• [PROBLEM DETAILS]: Determine the number of lines below that contain the string "ProtocolSocketInfo", and state only that number.
________
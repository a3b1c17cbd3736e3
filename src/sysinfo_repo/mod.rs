// Host facts via sysinfo and netstat2

mod linux;

use netstat2::{AddressFamilyFlags, ProtocolFlags, ProtocolSocketInfo, get_sockets_info};
use std::net::{IpAddr, Ipv4Addr, SocketAddr};
use std::sync::Mutex;
use std::time::Duration;
use sysinfo::{Disks, Networks, Pid, ProcessStatus, ProcessesToUpdate, System};
use tracing::{debug, instrument};

use crate::collectors::{NetworkSource, ProcessEntries, ProcessSource, SkipReason, SystemSource};
use crate::error::SourceError;
use crate::models::*;
use crate::platform::parsers::prefix_to_netmask;

pub struct SysinfoRepo {
    sys: Mutex<System>,
    disks: Mutex<Disks>,
    networks: Mutex<Networks>,
    cpu_sample: Duration,
}

impl Default for SysinfoRepo {
    fn default() -> Self {
        Self::new(sysinfo::MINIMUM_CPU_UPDATE_INTERVAL)
    }
}

impl SysinfoRepo {
    /// `cpu_sample` is the window process CPU usage is measured over.
    pub fn new(cpu_sample: Duration) -> Self {
        let mut sys = System::new_all();
        sys.refresh_all();
        let disks = Disks::new_with_refreshed_list();
        let networks = Networks::new_with_refreshed_list();
        Self {
            sys: Mutex::new(sys),
            disks: Mutex::new(disks),
            networks: Mutex::new(networks),
            cpu_sample: cpu_sample.max(sysinfo::MINIMUM_CPU_UPDATE_INTERVAL),
        }
    }

    fn lock_sys(&self) -> Result<std::sync::MutexGuard<'_, System>, SourceError> {
        self.sys.lock().map_err(|_| SourceError::Lock("sysinfo"))
    }
}

impl SystemSource for SysinfoRepo {
    #[instrument(skip(self), fields(repo = "sysinfo", operation = "identity"))]
    fn identity(&self) -> Result<OsIdentity, SourceError> {
        Ok(OsIdentity {
            os_name: System::name().map(Field::non_empty).unwrap_or_default(),
            os_version: System::os_version().map(Field::non_empty).unwrap_or_default(),
            architecture: Field::non_empty(std::env::consts::ARCH),
            hostname: System::host_name().map(Field::non_empty).unwrap_or_default(),
        })
    }

    #[instrument(skip(self), fields(repo = "sysinfo", operation = "cpu"))]
    fn cpu(&self) -> Result<CpuFacts, SourceError> {
        let mut sys = self.lock_sys()?;
        sys.refresh_cpu_all();
        let model = linux::read_cpu_model_linux().or_else(|| {
            sys.cpus()
                .first()
                .map(|c| c.brand().trim().to_string())
                .filter(|s| !s.is_empty() && s != "cpu0")
        });
        let logical = sys.cpus().len();
        let frequency = sys.cpus().first().map(|c| c.frequency()).filter(|f| *f > 0);
        Ok(CpuFacts {
            model: model.into(),
            physical_cores: System::physical_core_count().filter(|n| *n > 0).into(),
            logical_cores: (logical > 0).then_some(logical).into(),
            frequency_mhz: frequency.into(),
        })
    }

    #[instrument(skip(self), fields(repo = "sysinfo", operation = "memory"))]
    fn memory(&self) -> Result<MemoryFacts, SourceError> {
        let mut sys = self.lock_sys()?;
        sys.refresh_memory();
        let total = sys.total_memory();
        if total == 0 {
            return Err(SourceError::Unavailable {
                what: "memory",
                reason: "total memory reported as zero".into(),
            });
        }
        Ok(MemoryFacts {
            total_bytes: Field::Available(total),
            available_bytes: Field::Available(sys.available_memory()),
        })
    }

    #[instrument(skip(self), fields(repo = "sysinfo", operation = "partitions"))]
    fn partitions(&self) -> Result<Vec<Result<PartitionInfo, SkipReason>>, SourceError> {
        let mut disks = self
            .disks
            .lock()
            .map_err(|_| SourceError::Lock("sysinfo disks"))?;
        disks.refresh(false);
        Ok(disks
            .list()
            .iter()
            .map(|d| {
                let total = d.total_space();
                if total == 0 {
                    return Err(SkipReason::Unreadable);
                }
                Ok(PartitionInfo::from_space(
                    d.name().to_string_lossy(),
                    d.mount_point().to_string_lossy(),
                    Field::non_empty(d.file_system().to_string_lossy()),
                    total,
                    d.available_space(),
                ))
            })
            .collect())
    }
}

impl NetworkSource for SysinfoRepo {
    #[instrument(skip(self), fields(repo = "sysinfo", operation = "interfaces"))]
    fn interfaces(&self) -> Result<Vec<InterfaceInfo>, SourceError> {
        let mut networks = self
            .networks
            .lock()
            .map_err(|_| SourceError::Lock("sysinfo networks"))?;
        networks.refresh(true);
        Ok(networks
            .list()
            .iter()
            .map(|(name, data)| {
                let v4 = data.ip_networks().iter().find_map(|n| match n.addr {
                    IpAddr::V4(a) => Some((a, n.prefix)),
                    IpAddr::V6(_) => None,
                });
                let v6 = data.ip_networks().iter().find(|n| n.addr.is_ipv6());
                let mac = data.mac_address().to_string();
                let mask = v4.map(|(_, prefix)| prefix_to_netmask(prefix));
                InterfaceInfo {
                    name: name.clone(),
                    status: linux::interface_is_up(name)
                        .map(|up| if up { LinkStatus::Up } else { LinkStatus::Down })
                        .into(),
                    ipv4: v4.map(|(a, _)| a.to_string()).into(),
                    ipv6: v6.map(|n| n.addr.to_string()).into(),
                    mac: if mac == "00:00:00:00:00:00" {
                        Field::Unavailable
                    } else {
                        Field::non_empty(mac)
                    },
                    netmask: mask.map(|m| m.to_string()).into(),
                    broadcast: v4
                        .zip(mask)
                        .filter(|(_, m)| *m != Ipv4Addr::BROADCAST)
                        .map(|((a, _), m)| broadcast_of(a, m).to_string())
                        .into(),
                    mtu: linux::interface_mtu(name).into(),
                    speed_mbps: linux::interface_speed_mbps(name).into(),
                }
            })
            .collect())
    }

    #[instrument(skip(self), fields(repo = "netstat2", operation = "connections"))]
    fn connections(&self) -> Result<Vec<ConnectionInfo>, SourceError> {
        let sockets = get_sockets_info(
            AddressFamilyFlags::IPV4 | AddressFamilyFlags::IPV6,
            ProtocolFlags::TCP | ProtocolFlags::UDP,
        )
        .map_err(|e| SourceError::Unavailable {
            what: "sockets",
            reason: e.to_string(),
        })?;

        let pids: Vec<Pid> = sockets
            .iter()
            .filter_map(|s| s.associated_pids.first())
            .map(|pid| Pid::from_u32(*pid))
            .collect();
        let mut sys = self.lock_sys()?;
        sys.refresh_processes(ProcessesToUpdate::Some(&pids), true);

        Ok(sockets
            .into_iter()
            .map(|socket| {
                let pid = socket.associated_pids.first().copied();
                let process_name = pid
                    .and_then(|pid| sys.process(Pid::from_u32(pid)))
                    .map(|p| p.name().to_string_lossy().into_owned());
                let (protocol, local_address, remote_address, status) =
                    match socket.protocol_socket_info {
                        ProtocolSocketInfo::Tcp(tcp) => (
                            Protocol::Tcp,
                            SocketAddr::new(tcp.local_addr, tcp.local_port).to_string(),
                            remote_endpoint(tcp.remote_addr, tcp.remote_port),
                            screaming_snake(&format!("{:?}", tcp.state)),
                        ),
                        ProtocolSocketInfo::Udp(udp) => (
                            Protocol::Udp,
                            SocketAddr::new(udp.local_addr, udp.local_port).to_string(),
                            Field::Unavailable,
                            "NONE".to_string(),
                        ),
                    };
                ConnectionInfo {
                    protocol,
                    local_address,
                    remote_address,
                    status,
                    pid: pid.into(),
                    process_name: process_name.into(),
                }
            })
            .collect())
    }
}

impl ProcessSource for SysinfoRepo {
    #[instrument(skip(self), fields(repo = "sysinfo", operation = "processes"))]
    fn processes(&self) -> Result<ProcessEntries<'_>, SourceError> {
        let enumerated: Vec<Pid> = {
            let mut sys = self.lock_sys()?;
            sys.refresh_processes(ProcessesToUpdate::All, true);
            sys.processes().keys().copied().collect()
        };
        std::thread::sleep(self.cpu_sample);

        let mut sys = self.lock_sys()?;
        sys.refresh_processes(ProcessesToUpdate::All, true);
        let entries: Vec<Result<ProcessInfo, SkipReason>> = enumerated
            .into_iter()
            .map(|pid| {
                let Some(p) = sys.process(pid) else {
                    return Err(SkipReason::Vanished);
                };
                match p.status() {
                    ProcessStatus::Zombie => return Err(SkipReason::Zombie),
                    ProcessStatus::Dead => return Err(SkipReason::Vanished),
                    _ => {}
                }
                let start = p.start_time();
                Ok(ProcessInfo {
                    pid: pid.as_u32(),
                    name: p.name().to_string_lossy().into_owned(),
                    status: p.status().to_string().to_lowercase(),
                    start_time: (start > 0).then_some(start).into(),
                    memory_rss_bytes: p.memory(),
                    cpu_percent: p.cpu_usage() as f64,
                })
            })
            .collect();
        debug!(count = entries.len(), "processes enumerated");
        Ok(Box::new(entries.into_iter()))
    }
}

fn broadcast_of(addr: Ipv4Addr, mask: Ipv4Addr) -> Ipv4Addr {
    Ipv4Addr::from(u32::from(addr) | !u32::from(mask))
}

/// Listening sockets have no peer.
fn remote_endpoint(addr: IpAddr, port: u16) -> Field<String> {
    if addr.is_unspecified() && port == 0 {
        Field::Unavailable
    } else {
        Field::Available(SocketAddr::new(addr, port).to_string())
    }
}

/// `FinWait1` -> `FIN_WAIT1`.
fn screaming_snake(state: &str) -> String {
    let mut out = String::with_capacity(state.len() + 4);
    for (i, ch) in state.chars().enumerate() {
        if ch.is_ascii_uppercase() && i > 0 {
            out.push('_');
        }
        out.push(ch.to_ascii_uppercase());
    }
    out
}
________
• [TASK OUTPUT]: 3